## [What is expected]
Only the lines that contain the string "Debug" belong in the answer; pull them from the records.

## [Supplied material]

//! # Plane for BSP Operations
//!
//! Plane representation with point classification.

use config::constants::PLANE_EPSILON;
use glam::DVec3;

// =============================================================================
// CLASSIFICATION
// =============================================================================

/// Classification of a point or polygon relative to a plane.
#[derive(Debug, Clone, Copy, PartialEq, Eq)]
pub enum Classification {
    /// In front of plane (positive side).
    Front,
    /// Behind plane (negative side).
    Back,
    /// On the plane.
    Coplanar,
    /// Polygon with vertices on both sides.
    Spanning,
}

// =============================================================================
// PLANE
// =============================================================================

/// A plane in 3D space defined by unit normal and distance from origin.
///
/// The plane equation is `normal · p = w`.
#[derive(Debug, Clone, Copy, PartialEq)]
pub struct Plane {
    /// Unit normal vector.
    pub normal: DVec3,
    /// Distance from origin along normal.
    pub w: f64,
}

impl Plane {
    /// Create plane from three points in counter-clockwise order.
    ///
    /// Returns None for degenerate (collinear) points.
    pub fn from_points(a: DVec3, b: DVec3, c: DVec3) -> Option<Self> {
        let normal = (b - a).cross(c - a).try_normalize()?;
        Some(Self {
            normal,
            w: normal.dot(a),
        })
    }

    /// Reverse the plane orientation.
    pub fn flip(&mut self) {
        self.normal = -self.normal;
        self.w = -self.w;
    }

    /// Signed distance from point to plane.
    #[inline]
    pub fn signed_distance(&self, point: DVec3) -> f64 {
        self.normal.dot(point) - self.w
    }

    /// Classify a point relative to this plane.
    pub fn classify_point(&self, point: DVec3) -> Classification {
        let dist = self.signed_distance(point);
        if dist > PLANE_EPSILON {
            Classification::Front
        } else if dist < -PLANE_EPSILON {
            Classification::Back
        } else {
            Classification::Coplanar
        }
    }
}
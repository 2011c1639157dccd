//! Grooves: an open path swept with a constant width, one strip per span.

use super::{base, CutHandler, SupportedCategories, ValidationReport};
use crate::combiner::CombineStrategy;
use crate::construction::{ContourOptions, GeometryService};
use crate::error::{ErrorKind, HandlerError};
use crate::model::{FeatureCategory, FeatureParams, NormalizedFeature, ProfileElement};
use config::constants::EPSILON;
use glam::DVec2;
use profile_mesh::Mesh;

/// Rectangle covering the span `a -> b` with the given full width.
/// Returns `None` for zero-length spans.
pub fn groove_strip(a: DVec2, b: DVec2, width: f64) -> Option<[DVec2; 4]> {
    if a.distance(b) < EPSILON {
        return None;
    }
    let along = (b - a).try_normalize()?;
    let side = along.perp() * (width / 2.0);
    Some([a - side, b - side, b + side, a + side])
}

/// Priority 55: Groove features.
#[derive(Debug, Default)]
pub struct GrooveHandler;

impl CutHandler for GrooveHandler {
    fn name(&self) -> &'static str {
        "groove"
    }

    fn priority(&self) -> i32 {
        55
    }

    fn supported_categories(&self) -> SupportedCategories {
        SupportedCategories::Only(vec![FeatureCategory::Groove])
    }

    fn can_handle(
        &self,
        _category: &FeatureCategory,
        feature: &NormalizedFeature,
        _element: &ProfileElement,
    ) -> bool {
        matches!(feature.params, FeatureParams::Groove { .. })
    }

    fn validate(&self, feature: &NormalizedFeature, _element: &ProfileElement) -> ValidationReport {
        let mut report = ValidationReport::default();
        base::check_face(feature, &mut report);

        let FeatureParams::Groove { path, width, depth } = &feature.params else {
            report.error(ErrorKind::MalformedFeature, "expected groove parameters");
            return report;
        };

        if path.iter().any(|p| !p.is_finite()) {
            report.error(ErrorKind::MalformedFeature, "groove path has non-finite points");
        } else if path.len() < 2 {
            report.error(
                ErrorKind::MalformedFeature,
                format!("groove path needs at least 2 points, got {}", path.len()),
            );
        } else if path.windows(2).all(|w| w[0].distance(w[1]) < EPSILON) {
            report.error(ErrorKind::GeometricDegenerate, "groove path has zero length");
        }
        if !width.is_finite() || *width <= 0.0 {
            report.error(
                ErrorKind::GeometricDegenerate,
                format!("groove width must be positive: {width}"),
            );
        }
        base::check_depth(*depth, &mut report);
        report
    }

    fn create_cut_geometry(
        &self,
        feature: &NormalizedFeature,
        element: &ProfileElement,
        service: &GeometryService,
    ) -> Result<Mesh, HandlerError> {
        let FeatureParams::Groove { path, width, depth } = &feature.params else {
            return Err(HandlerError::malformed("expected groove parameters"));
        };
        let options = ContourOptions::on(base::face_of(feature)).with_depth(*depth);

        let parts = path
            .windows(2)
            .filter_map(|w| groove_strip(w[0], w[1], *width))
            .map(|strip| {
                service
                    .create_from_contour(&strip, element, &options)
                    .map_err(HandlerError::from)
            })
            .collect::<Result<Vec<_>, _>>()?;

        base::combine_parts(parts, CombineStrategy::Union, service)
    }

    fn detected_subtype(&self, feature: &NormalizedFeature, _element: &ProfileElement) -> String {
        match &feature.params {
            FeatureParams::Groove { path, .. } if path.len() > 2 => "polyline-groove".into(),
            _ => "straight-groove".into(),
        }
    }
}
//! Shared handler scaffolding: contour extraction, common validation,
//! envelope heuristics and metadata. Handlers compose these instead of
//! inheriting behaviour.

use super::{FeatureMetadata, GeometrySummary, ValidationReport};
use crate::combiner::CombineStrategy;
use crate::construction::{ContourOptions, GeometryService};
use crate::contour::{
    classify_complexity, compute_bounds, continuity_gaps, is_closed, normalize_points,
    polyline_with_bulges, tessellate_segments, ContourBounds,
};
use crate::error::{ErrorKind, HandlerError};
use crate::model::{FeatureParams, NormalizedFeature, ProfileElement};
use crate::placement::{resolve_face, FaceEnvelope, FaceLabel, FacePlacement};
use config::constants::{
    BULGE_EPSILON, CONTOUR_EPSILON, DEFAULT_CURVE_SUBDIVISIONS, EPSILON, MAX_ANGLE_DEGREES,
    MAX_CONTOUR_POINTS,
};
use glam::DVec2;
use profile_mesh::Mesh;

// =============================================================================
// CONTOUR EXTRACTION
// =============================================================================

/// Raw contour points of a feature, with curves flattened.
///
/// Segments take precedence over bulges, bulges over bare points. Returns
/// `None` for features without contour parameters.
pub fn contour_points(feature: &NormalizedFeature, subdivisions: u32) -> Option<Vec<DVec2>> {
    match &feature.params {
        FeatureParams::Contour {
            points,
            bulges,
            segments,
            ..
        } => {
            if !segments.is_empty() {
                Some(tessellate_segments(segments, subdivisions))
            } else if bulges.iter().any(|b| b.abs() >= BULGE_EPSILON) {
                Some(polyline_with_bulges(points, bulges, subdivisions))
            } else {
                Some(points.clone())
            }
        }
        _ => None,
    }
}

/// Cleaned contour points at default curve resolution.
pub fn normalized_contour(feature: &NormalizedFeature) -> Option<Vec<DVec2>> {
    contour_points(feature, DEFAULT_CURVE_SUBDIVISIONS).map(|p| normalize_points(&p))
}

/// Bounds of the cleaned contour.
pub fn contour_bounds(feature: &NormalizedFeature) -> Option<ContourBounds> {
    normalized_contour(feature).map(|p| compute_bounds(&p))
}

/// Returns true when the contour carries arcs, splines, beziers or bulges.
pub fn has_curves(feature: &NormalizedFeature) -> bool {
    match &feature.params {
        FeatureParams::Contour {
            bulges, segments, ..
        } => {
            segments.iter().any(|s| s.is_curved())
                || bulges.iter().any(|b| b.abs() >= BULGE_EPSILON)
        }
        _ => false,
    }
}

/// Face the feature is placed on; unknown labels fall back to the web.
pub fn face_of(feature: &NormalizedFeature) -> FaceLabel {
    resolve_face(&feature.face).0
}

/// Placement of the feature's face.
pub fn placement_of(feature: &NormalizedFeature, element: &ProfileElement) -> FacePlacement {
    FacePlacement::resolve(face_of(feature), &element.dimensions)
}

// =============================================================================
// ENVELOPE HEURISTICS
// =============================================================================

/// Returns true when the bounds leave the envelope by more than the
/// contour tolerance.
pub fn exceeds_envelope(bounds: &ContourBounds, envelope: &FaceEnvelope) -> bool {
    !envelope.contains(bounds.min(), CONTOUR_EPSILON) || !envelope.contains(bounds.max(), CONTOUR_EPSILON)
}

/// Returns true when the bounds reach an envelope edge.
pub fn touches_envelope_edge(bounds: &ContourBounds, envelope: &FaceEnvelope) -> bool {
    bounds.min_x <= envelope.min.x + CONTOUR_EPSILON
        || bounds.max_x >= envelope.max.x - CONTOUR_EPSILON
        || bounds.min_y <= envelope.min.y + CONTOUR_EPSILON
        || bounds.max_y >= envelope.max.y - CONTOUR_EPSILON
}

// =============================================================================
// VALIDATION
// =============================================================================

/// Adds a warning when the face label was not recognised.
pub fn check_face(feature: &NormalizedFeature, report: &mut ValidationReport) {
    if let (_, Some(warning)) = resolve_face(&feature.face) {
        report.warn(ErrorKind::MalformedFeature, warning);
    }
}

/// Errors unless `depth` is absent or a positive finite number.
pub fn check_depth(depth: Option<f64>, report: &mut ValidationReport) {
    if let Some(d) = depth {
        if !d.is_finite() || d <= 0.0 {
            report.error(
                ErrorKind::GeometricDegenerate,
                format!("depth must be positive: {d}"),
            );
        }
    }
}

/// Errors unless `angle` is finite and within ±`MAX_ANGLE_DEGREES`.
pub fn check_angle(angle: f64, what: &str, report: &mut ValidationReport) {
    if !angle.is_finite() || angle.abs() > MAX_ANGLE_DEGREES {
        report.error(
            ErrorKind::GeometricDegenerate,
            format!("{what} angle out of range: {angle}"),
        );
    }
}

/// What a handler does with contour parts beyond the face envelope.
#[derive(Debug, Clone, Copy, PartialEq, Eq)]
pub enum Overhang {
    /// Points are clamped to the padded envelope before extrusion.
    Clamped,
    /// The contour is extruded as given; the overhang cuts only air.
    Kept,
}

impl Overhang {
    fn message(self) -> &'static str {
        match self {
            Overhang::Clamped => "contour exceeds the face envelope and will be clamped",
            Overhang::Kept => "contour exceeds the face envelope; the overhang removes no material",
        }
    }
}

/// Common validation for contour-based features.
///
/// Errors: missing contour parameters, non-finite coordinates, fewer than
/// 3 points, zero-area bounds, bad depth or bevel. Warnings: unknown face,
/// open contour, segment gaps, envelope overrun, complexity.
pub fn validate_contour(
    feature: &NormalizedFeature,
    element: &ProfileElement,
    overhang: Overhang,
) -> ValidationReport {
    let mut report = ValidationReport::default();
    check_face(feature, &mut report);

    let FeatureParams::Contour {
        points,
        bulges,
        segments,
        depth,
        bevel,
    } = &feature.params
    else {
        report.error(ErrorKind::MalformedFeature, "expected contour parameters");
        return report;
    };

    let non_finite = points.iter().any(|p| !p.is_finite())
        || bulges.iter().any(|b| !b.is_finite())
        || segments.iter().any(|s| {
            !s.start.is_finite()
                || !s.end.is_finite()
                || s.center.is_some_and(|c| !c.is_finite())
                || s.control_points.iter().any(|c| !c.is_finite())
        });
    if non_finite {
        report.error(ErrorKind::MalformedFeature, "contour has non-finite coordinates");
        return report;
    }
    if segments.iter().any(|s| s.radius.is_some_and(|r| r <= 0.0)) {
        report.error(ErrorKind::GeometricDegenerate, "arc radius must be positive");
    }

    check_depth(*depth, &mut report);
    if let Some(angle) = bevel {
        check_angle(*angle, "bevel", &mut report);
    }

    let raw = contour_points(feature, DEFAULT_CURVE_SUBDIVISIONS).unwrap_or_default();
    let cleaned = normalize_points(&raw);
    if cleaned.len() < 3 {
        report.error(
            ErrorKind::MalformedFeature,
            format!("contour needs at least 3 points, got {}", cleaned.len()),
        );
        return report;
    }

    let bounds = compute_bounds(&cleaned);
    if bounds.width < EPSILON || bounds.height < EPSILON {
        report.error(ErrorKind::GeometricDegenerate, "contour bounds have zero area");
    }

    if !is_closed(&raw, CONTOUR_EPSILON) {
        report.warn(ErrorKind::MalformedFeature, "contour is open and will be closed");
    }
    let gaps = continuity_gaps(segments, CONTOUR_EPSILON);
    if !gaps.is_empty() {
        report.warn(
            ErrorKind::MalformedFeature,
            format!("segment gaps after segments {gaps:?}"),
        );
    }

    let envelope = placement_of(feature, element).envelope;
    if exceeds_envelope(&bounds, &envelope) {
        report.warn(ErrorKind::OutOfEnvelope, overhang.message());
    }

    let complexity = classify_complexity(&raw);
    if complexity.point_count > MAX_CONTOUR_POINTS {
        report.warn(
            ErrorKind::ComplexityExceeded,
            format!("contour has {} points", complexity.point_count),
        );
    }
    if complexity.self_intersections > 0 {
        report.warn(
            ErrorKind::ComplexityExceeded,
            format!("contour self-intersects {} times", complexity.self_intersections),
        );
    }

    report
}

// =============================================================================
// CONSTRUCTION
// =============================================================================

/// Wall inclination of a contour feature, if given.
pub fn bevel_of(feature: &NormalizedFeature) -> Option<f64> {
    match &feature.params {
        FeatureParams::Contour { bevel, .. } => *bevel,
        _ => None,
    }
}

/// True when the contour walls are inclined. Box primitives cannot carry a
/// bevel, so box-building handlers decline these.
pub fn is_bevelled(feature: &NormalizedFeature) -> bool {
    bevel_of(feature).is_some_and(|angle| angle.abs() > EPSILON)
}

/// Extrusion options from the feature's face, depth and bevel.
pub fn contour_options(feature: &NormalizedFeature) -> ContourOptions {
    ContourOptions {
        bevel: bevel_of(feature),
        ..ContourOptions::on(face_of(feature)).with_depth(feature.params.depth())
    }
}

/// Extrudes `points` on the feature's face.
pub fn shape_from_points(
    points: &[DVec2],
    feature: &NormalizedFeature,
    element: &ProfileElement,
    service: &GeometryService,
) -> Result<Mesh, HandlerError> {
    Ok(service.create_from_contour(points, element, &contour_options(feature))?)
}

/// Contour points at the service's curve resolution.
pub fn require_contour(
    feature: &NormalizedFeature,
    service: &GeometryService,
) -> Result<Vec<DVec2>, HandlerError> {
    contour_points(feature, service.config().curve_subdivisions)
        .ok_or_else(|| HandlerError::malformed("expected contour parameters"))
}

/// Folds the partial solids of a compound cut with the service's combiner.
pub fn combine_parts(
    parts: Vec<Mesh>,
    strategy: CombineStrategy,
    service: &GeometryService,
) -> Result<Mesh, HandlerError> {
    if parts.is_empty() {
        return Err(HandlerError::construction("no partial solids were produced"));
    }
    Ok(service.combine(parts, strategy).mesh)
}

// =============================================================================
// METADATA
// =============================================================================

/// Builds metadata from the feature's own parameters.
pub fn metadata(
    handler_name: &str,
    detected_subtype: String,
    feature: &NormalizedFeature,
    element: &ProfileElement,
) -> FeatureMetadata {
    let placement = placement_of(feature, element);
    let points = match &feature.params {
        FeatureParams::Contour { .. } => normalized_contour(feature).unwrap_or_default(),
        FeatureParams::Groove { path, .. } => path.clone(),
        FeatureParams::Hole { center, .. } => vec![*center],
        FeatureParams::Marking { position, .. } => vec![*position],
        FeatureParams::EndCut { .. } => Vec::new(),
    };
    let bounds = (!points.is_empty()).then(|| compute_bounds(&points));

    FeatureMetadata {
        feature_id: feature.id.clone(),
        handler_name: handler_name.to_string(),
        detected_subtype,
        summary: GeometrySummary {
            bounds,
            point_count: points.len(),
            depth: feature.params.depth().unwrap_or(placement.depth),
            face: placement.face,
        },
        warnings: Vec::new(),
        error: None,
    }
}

## [Task solution]
#[derive(Debug, Clone, Copy, PartialEq, Eq)]
#[derive(Debug, Clone, Copy, PartialEq)]
#[derive(Debug, Default)]
#[derive(Debug, Clone, Copy, PartialEq, Eq)]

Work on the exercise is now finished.